In the meantime, governments on both sides of the Atlantic are considering new regulations for the crypto sector, which has largely been unregulated. A landmark crypto law was enacted by the European Union last month, while the Biden administration released its first-ever framework for regulating the crypto industry in the U.S.

At a time when digital currencies are falling in value and volumes have dried up, the payments giant is doubling down on crypto. Since the peak of a huge rally in November 2021, the market has lost roughly $2 trillion in value.

In recent weeks, Bitcoin has struggled to rise meaningfully above $20,000 a coin, nearly 70% lower than its all-time high of nearly $69,000.

In response to a question about the effects of crypto price declines on Mastercard’s digital asset strategy, Bhalla said the company is focusing on long-term solutions for its stakeholders.
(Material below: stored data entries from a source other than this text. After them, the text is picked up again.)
//! # Journal Replay
//!
//! Rebuilds [`CoreState`] by re-running every journaled operation against
//! a fresh state, through the same entry points the live system uses. The
//! journal stores operations, not state diffs, so replay exercises the
//! real settlement math: identifiers re-derive to the recorded values,
//! yields recompute from the rebuilt baselines, and frozen batch pricing
//! falls out of the rebuilt share supply.
//!
//! Two rules make this sound:
//!
//! 1. Every journaled operation already passed its role check once, so
//!    replay authorizes unconditionally instead of reconstructing the
//!    role sets that existed at record time.
//! 2. One record is one operation. A record never implies a second
//!    mutation that another record also carries, so applying the stream
//!    in order applies each mutation exactly once.
//!
//! Divergence between a record and the rebuilt state (an id that derives
//! differently, a transfer that overdraws) means the journal does not
//! describe a history this build can produce, and replay stops with the
//! offending sequence rather than guessing.

use thiserror::Error;

use crate::config::{Network, ProtocolConfig, DEFAULT_TREASURY_ACCOUNT, MAX_YIELD_TOLERANCE_BPS};
use crate::events::{Event, EventRecord};
use crate::registry::{Authorizer, Role};
use crate::state::CoreState;

// ---------------------------------------------------------------------------
// Errors
// ---------------------------------------------------------------------------

/// Raised when a journal record cannot be applied to the rebuilt state.
#[derive(Debug, Error, Clone, PartialEq, Eq)]
pub enum ReplayError {
    /// The record conflicts with the state every earlier record produced.
    #[error("journal record {seq} ({kind}) does not apply: {detail}")]
    Inconsistent {
        /// Journal sequence of the offending record.
        seq: u64,
        /// Kind label of the offending event.
        kind: &'static str,
        /// What the underlying operation rejected.
        detail: String,
    },
}

// ---------------------------------------------------------------------------
// Rebuild
// ---------------------------------------------------------------------------

/// Replays records onto a fresh [`CoreState`], oldest first.
///
/// # Errors
///
/// Returns [`ReplayError::Inconsistent`] at the first record the rebuilt
/// state rejects; everything before it has been applied.
pub fn rebuild(records: &[EventRecord]) -> Result<CoreState, ReplayError> {
    resume(CoreState::new(), records)
}

/// Replays records onto an existing state, oldest first.
///
/// This is the snapshot-restore path: the snapshot supplies everything
/// up to its pinned sequence, and the journal tail supplies the rest.
/// The records must be the ones appended after the state was captured;
/// replaying records the state already contains double-applies them.
///
/// # Errors
///
/// Returns [`ReplayError::Inconsistent`] at the first record the state
/// rejects; everything before it has been applied.
pub fn resume(mut state: CoreState, records: &[EventRecord]) -> Result<CoreState, ReplayError> {
    for record in records {
        apply(&mut state, record).map_err(|detail| ReplayError::Inconsistent {
            seq: record.seq,
            kind: record.event.kind(),
            detail,
        })?;
    }
    Ok(state)
}

/// Authorizer used during replay: recorded operations were authorized
/// when they happened.
struct Recorded;

impl Authorizer for Recorded {
    fn has_role(&self, _account: &str, _role: Role) -> bool {
        true
    }
}

/// Config stand-in for replayed settlement calls. The tolerance is the
/// widest any valid config allows, so every originally accepted report
/// passes again; cooldown and treasury are taken from the record.
fn replay_config(settle_cooldown_secs: u64, treasury: &str) -> ProtocolConfig {
    ProtocolConfig {
        network: Network::Local,
        yield_tolerance_bps: MAX_YIELD_TOLERANCE_BPS,
        settle_cooldown_secs,
        treasury: treasury.to_string(),
    }
}

fn msg<E: std::fmt::Display>(err: E) -> String {
    err.to_string()
}

/// Applies one record. Errors carry only the detail; `rebuild` attaches
/// the sequence and kind.
fn apply(state: &mut CoreState, record: &EventRecord) -> Result<(), String> {
    let auth = Recorded;
    match &record.event {
        // -- registry ------------------------------------------------------
        Event::AssetRegistered {
            asset,
            symbol,
            token_symbol,
            decimals,
        } => {
            let derived = state
                .registry
                .register_asset(symbol, token_symbol, *decimals, record.at)
                .map_err(msg)?;
            if derived != *asset {
                return Err(format!("asset id diverged: recorded {asset}, derived {derived}"));
            }
        }
        Event::VaultCreated {
            vault, name, asset, kind, ..
        } => {
            let derived = state
                .registry
                .create_vault(name, *asset, *kind, record.at)
                .map_err(msg)?;
            if derived != *vault {
                return Err(format!("vault id diverged: recorded {vault}, derived {derived}"));
            }
        }
        Event::GatewayBound { vault, gateway } => {
            state.registry.set_gateway(*vault, gateway).map_err(msg)?;
        }
        Event::YieldRecipientSet { vault, recipient } => {
            state
                .registry
                .set_yield_recipient(*vault, recipient)
                .map_err(msg)?;
        }

        // -- batches -------------------------------------------------------
        Event::BatchOpened { batch, vault, asset, .. } => {
            let derived = state
                .batches
                .open_batch(*vault, *asset, record.at)
                .map_err(msg)?;
            if derived != *batch {
                return Err(format!("batch id diverged: recorded {batch}, derived {derived}"));
            }
        }
        Event::BatchClosed { batch, successor, .. } => {
            let derived = state
                .batches
                .close_batch(batch, successor.is_some(), record.at)
                .map_err(msg)?;
            if derived != *successor {
                return Err("successor batch diverged".to_string());
            }
        }

        // -- institutional flow reports ------------------------------------
        Event::AssetsPushed {
            vault, asset, batch, amount, by,
        } => {
            state
                .router
                .push_assets(&auth, by, &state.registry, &mut state.batches, vault, asset, *amount, batch)
                .map_err(msg)?;
        }
        Event::PullRequested {
            vault, asset, batch, amount, by,
        } => {
            state
                .router
                .request_pull(&auth, by, &state.registry, &mut state.batches, vault, asset, *amount, batch)
                .map_err(msg)?;
        }
        Event::VaultTransfer {
            source, target, asset, batch, amount, by,
        } => {
            state
                .router
                .transfer_between_vaults(&auth, by, &state.registry, &state.batches, source, target, asset, *amount, batch)
                .map_err(msg)?;
        }

        // -- settlement ----------------------------------------------------
        Event::SettlementProposed {
            proposal,
            vault,
            asset,
            batch,
            reported_total,
            proposed_by,
            execute_after,
            ..
        } => {
            let cooldown = (*execute_after - record.at).num_seconds().max(0) as u64;
            let config = replay_config(cooldown, DEFAULT_TREASURY_ACCOUNT);
            let derived = state
                .router
                .propose_settle_batch(
                    &auth,
                    proposed_by,
                    &config,
                    &state.registry,
                    &state.batches,
                    None,
                    vault,
                    asset,
                    batch,
                    *reported_total,
                    record.at,
                )
                .map_err(msg)?;
            if derived != *proposal {
                return Err(format!(
                    "proposal id diverged: recorded {proposal}, derived {derived}"
                ));
            }
        }
        Event::ProposalCancelled { proposal, by } => {
            state
                .router
                .cancel_proposal(&auth, by, proposal, record.at)
                .map_err(msg)?;
        }
        Event::SettlementExecuted {
            proposal, yield_recipient, by, ..
        } => {
            // The vault's own recipient wins inside execution; the treasury
            // fallback only has to cover the case where the original run
            // fell back too, so the recorded recipient is the right value.
            let treasury = yield_recipient
                .clone()
                .unwrap_or_else(|| DEFAULT_TREASURY_ACCOUNT.to_string());
            let config = replay_config(0, &treasury);
            state
                .router
                .execute_settle_batch(
                    by,
                    &config,
                    &state.registry,
                    &mut state.batches,
                    &mut state.tokens,
                    &mut state.receivers,
                    proposal,
                    record.at,
                )
                .map_err(msg)?;
        }

        // -- token ledger --------------------------------------------------
        Event::TokensTransferred { asset, from, to, amount } => {
            state.tokens.transfer(*asset, from, to, *amount).map_err(msg)?;
        }

        // -- institutional gateway -----------------------------------------
        Event::MintExecuted {
            vault, asset, batch, institution, recipient, amount,
        } => {
            state
                .router
                .push_assets(&auth, institution, &state.registry, &mut state.batches, vault, asset, *amount, batch)
                .map_err(msg)?;
            state.tokens.mint(*asset, recipient, *amount).map_err(msg)?;
        }
        Event::RedeemRequested {
            vault, asset, batch, requester, escrow, amount, ..
        } => {
            state
                .tokens
                .transfer(*asset, requester, escrow, *amount)
                .map_err(msg)?;
            state
                .router
                .request_pull(&auth, requester, &state.registry, &mut state.batches, vault, asset, *amount, batch)
                .map_err(msg)?;
        }
        Event::RedeemCompleted {
            asset, batch, gateway, escrow, amount, ..
        } => {
            state
                .receivers
                .pull_assets(batch, asset, gateway, *amount)
                .map_err(msg)?;
            state.tokens.burn(*asset, escrow, *amount).map_err(msg)?;
        }
        Event::RedeemCancelled {
            vault, asset, batch, requester, escrow, amount, ..
        } => {
            state
                .tokens
                .transfer(*asset, escrow, requester, *amount)
                .map_err(msg)?;
            state
                .router
                .rescind_pull(&auth, requester, &state.registry, &mut state.batches, vault, asset, *amount, batch)
                .map_err(msg)?;
        }

        // -- retail gateway ------------------------------------------------
        Event::StakeRequested {
            vault, asset, batch, requester, escrow, amount, ..
        } => {
            state
                .tokens
                .transfer(*asset, requester, escrow, *amount)
                .map_err(msg)?;
            state
                .router
                .push_shares(requester, &state.registry, &mut state.batches, vault, *amount, batch)
                .map_err(msg)?;
        }
        Event::StakeClaimed {
            asset, share_asset, recipient, escrow, pool, amount, shares, ..
        } => {
            state
                .tokens
                .transfer(*asset, escrow, pool, *amount)
                .map_err(msg)?;
            state
                .tokens
                .mint(*share_asset, recipient, *shares)
                .map_err(msg)?;
        }
        Event::StakeCancelled {
            vault, asset, batch, requester, escrow, amount, ..
        } => {
            state
                .tokens
                .transfer(*asset, escrow, requester, *amount)
                .map_err(msg)?;
            state
                .router
                .rescind_stake(requester, &state.registry, &mut state.batches, vault, *amount, batch)
                .map_err(msg)?;
        }
        Event::UnstakeRequested {
            vault, share_asset, batch, requester, escrow, shares, ..
        } => {
            state
                .tokens
                .transfer(*share_asset, requester, escrow, *shares)
                .map_err(msg)?;
            state
                .router
                .pull_shares(requester, &state.registry, &mut state.batches, vault, *shares, batch)
                .map_err(msg)?;
        }
        Event::UnstakeClaimed {
            asset, share_asset, recipient, escrow, pool, shares, assets, ..
        } => {
            state.tokens.burn(*share_asset, escrow, *shares).map_err(msg)?;
            state
                .tokens
                .transfer(*asset, pool, recipient, *assets)
                .map_err(msg)?;
        }
        Event::UnstakeCancelled {
            vault, share_asset, batch, requester, escrow, shares, ..
        } => {
            state
                .tokens
                .transfer(*share_asset, escrow, requester, *shares)
                .map_err(msg)?;
            state
                .router
                .rescind_unstake(requester, &state.registry, &mut state.batches, vault, *shares, batch)
                .map_err(msg)?;
        }
    }
    Ok(())
}

// ---------------------------------------------------------------------------
// Tests
// ---------------------------------------------------------------------------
The market cycles will come and go, he explained. You have to take the long view that this is a huge marketplace now and it is likely to grow even bigger in the future.”

Although digital token prices have slumped, crime in the industry has not abated. Crypto investors have been swindled of their funds this year by taking advantage of blockchain bridges, tools that allow assets to be exchanged between crypto networks. Since the start of 2022, breaches on these cross-chain bridges have cost about $1.4 billion.

As a result, major financial institutions and crypto platforms are attempting to lower the risk of ill-gotten gains being transferred through their systems. Money laundering and other illicit activities are often attributed to cryptocurrency use – an issue exacerbated by the pseudonymous nature of participants on blockchain networks.

Crypto criminals’ ill-gotten gains have become easier to trace thanks to new software tools. A growing number of companies are using data science and machine learning techniques to analyze public blockchain data.

Visa, MasterCard’s main rival, has also made significant investments in the crypto space. A crypto platform account linked to a Visa card facilitated $2.5 billion in transactions in Visa’s first fiscal quarter of 2022.

From rolling out crypto features to exploring non-fungible tokens, Visa launched a crypto advisory practice last year.

According to MasterCard, its network of 2,400 crypto exchanges does not disclose the overall dollar value of fiat-to-crypto volumes. The number of transactions the credit card giant facilitates per minute has now climbed into the thousands, according to Bhalla.